(203c) Understanding Critical Parameters in Roller Compaction Process and Development of a Novel Scaling Method

Li, F. - Presenter, Merck & Co., Inc.
Meyer, R. F. - Presenter, Merck & Co. Inc.
Chern, R. - Presenter, Merck & Co, Inc.

Roller compaction is a widely used size enlargement unit operation in many industries. In pharmaceutical industry, roller compaction has become the method of choice for dry granulation. While having all the benefits a granulation process can provide such as improving material flow behavior and content uniformity, roller compaction offers unique advantages over wet granulation for moisture, solvent or heat (drying) sensitive compounds. In roller compaction, powder is fed to two counter-rotating rolls which draw the powder between the rolls due to friction and compact the powder. Roller compaction is seemingly a simple process but the fundamental mechanisms are complex due to a number of material properties and machine variables involved such as material flow properties, friction against roll surface, compressibility, compactibility, elastic properties, air permeability, roll surface, roll dimension, roll pressure, roll gap, roll speed, feed method and conditions (gravity or screw, screw design, vacuum or not) and feed pressure. Only a handful of researchers have conducted analysis of the process at more fundamental levels, their findings, however, are not directly applicable to the practical roller compaction process development and scale-up. In practice, roller compaction formulation and process development still largely relies on experience, trial-and-error and DOE. There is an apparent need to develop roller compaction product process development and scale-up methodology that is based on fundamental understanding but is also applicable to actual practice. In this study, we examine the links between the consolidation mechanisms during roller compaction and the controllable parameters of a roller compactor.

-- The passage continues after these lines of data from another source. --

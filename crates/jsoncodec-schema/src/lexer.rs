//! Hand-written lexer for `.jsonrec` source. Whitespace and `//` line
//! comments are insignificant, per `SPEC_FULL.md` §3.1.

use crate::error::SyntaxError;

#[derive(Debug, Clone, PartialEq)]
pub(crate) enum TokenKind {
    Ident(String),
    Str(String),
    LBrace,
    RBrace,
    LBracket,
    RBracket,
    LParen,
    RParen,
    Colon,
    Comma,
    At,
    Eof,
}

#[derive(Debug, Clone)]
pub(crate) struct Token {
    pub kind: TokenKind,
    pub line: usize,
}

pub(crate) struct Lexer<'a> {
    chars: std::iter::Peekable<std::str::CharIndices<'a>>,
    src: &'a str,
    line: usize,
}

impl<'a> Lexer<'a> {
    pub(crate) fn new(src: &'a str) -> Self {
        Self {
            chars: src.char_indices().peekable(),
            src,
            line: 1,
        }
    }

    /// The current line, for tagging an error returned from `next_token`.
    pub(crate) fn line(&self) -> usize {
        self.line
    }

    fn skip_insignificant(&mut self) {
        loop {
            match self.chars.peek().copied() {
                Some((_, '\n')) => {
                    self.line += 1;
                    self.chars.next();
                }
                Some((_, c)) if c.is_whitespace() => {
                    self.chars.next();
                }
                Some((_, '/')) => {
                    let mut lookahead = self.chars.clone();
                    lookahead.next();
                    if matches!(lookahead.peek(), Some((_, '/'))) {
                        while !matches!(self.chars.peek(), Some((_, '\n')) | None) {
                            self.chars.next();
                        }
                    } else {
                        break;
                    }
                }
                _ => break,
            }
        }
    }

    pub(crate) fn next_token(&mut self) -> Result<Token, SyntaxError> {
        self.skip_insignificant();
        let line = self.line;
        let Some((start, c)) = self.chars.next() else {
            return Ok(Token {
                kind: TokenKind::Eof,
                line,
            });
        };
        let kind = match c {
            '{' => TokenKind::LBrace,
            '}' => TokenKind::RBrace,
            '[' => TokenKind::LBracket,
            ']' => TokenKind::RBracket,
            '(' => TokenKind::LParen,
            ')' => TokenKind::RParen,
            ':' => TokenKind::Colon,
            ',' => TokenKind::Comma,
            '@' => TokenKind::At,
            '"' => TokenKind::Str(self.lex_string()?),
            c if c == '_' || c.is_alphabetic() => {
                let mut end = start + c.len_utf8();
                while let Some(&(i, c2)) = self.chars.peek() {
                    if c2 == '_' || c2.is_alphanumeric() {
                        self.chars.next();
                        end = i + c2.len_utf8();
                    } else {
                        break;
                    }
                }
                TokenKind::Ident(self.src[start..end].to_string())
            }
            other => return Err(SyntaxError::UnexpectedCharacter(other)),
        };
        Ok(Token { kind, line })
    }

    fn lex_string(&mut self) -> Result<String, SyntaxError> {
        let mut out = String::new();
        loop {
            match self.chars.next() {
                Some((_, '"')) => return Ok(out),
                Some((_, '\n')) => return Err(SyntaxError::UnterminatedString),
                Some((_, c)) => out.push(c),
                None => return Err(SyntaxError::UnterminatedString),
            }
        }
    }
}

There are generally three controllable parameters in the roller compaction process: roll pressure, roll gap (or, when without gap control, ribbon thickness that can be controlled by feed screw speed), and roll speed. Because the consolidation of a powder blend into ribbons is the result of mechanical stress (normal and shear stresses) within the powder during roller compaction, all the parameters are studied by examining their correlation to the normal (compressive) stress and the shear stress. To understand the impact of roll pressure, a novel approach was developed to establish the relationship between the roll pressure and the maximum normal (compressive) stress based on force equilibrium for any given roller compactor. The effect of roll gap was investigated by determining normal stress and shear stress as a function of roll gap. The influence of roll speed was examined through the strain rate of compression in roller compaction and the air entrapment effect. Based on the new understanding of these parameters, a novel scaling method for roller compaction process was developed and tested against an existing scaling method used in the industry.

In this study, the blends of 3:1 and 1:3 microcrystalline cellulose and lactose, respectively, lubricated with 0.5% magnesium stearate, were used as model materials to represent more ductile and more brittle formulations, respectively. They were roller compacted at a wide range of roll pressures and roll gaps on Alexanderwerk® WP120, Alexanderwerk® WP200 and a costumer-built instrumented roller compactor. The normal and shear stresses during the process at different conditions were measured via a roller instrumented with strain gages on roll surface across roll width. The density/porosity of ribbons was measured using an envelope density instrument called GeoPyc® 1360. The ribbons were milled by the WP120 RFG. The granules were characterized for particle size, bulk and tap density. They were then lubricated with 0.25% extra-granular and tested on a compaction simulator for compactibility assessment.

The results show that (1) higher roll pressure leads to higher normal and shear stresses, higher ribbon density, coarser granules, higher bulk and tap density and lower tablet tensile strength; (2) larger roll gap results in lower normal and shear stress, lower ribbon density, finer granules, lower bulk and tap density and higher tablet tensile strength; (3) roll speed has little or no effect on any characteristics of the ribbons and granules; (4) the commonly scaling method consistently leads to lower ribbon density, bulk and tap density, and higher tablet tensile strength when applied to scale-up. Conversely, it leads to higher ribbon density, bulk and tap density, and lower tensile strength when applied to scale-down. This demonstrates that for scale-up, the existing method underestimates the roll pressure needed at larger scale to generate similar stress. Conversely, for scale-down, it overestimates the roll pressure needed at small scale to generate similar stress; and (5) the proposed new scaling method has produced much similar ribbon density as well as bulk and tap density relative to the existing method and nearly identical tablet tensile strength between small and large scales for both scale-up and scale-down at all conditions.

From this study, it was concluded that (1) roll pressure is the most critical parameter in roller compaction process; (2) roll gap becomes an important parameter when significant change in roll gap occurs (e.g., > 1.5 mm); (3) roll speed has negligible impact on the process; (4) it is essential to establish the correlation between the roller compaction parameters and the normal and shear stress in order to enhance the understanding of the process and improve the process development and scale-up methodology; (5) the new scaling method based on relationship between roll pressure and maximum normal (compressive) stress and the effect of roll gap on the max stress is valid and that the new scaling method is clearly superior to the currently commonly used method.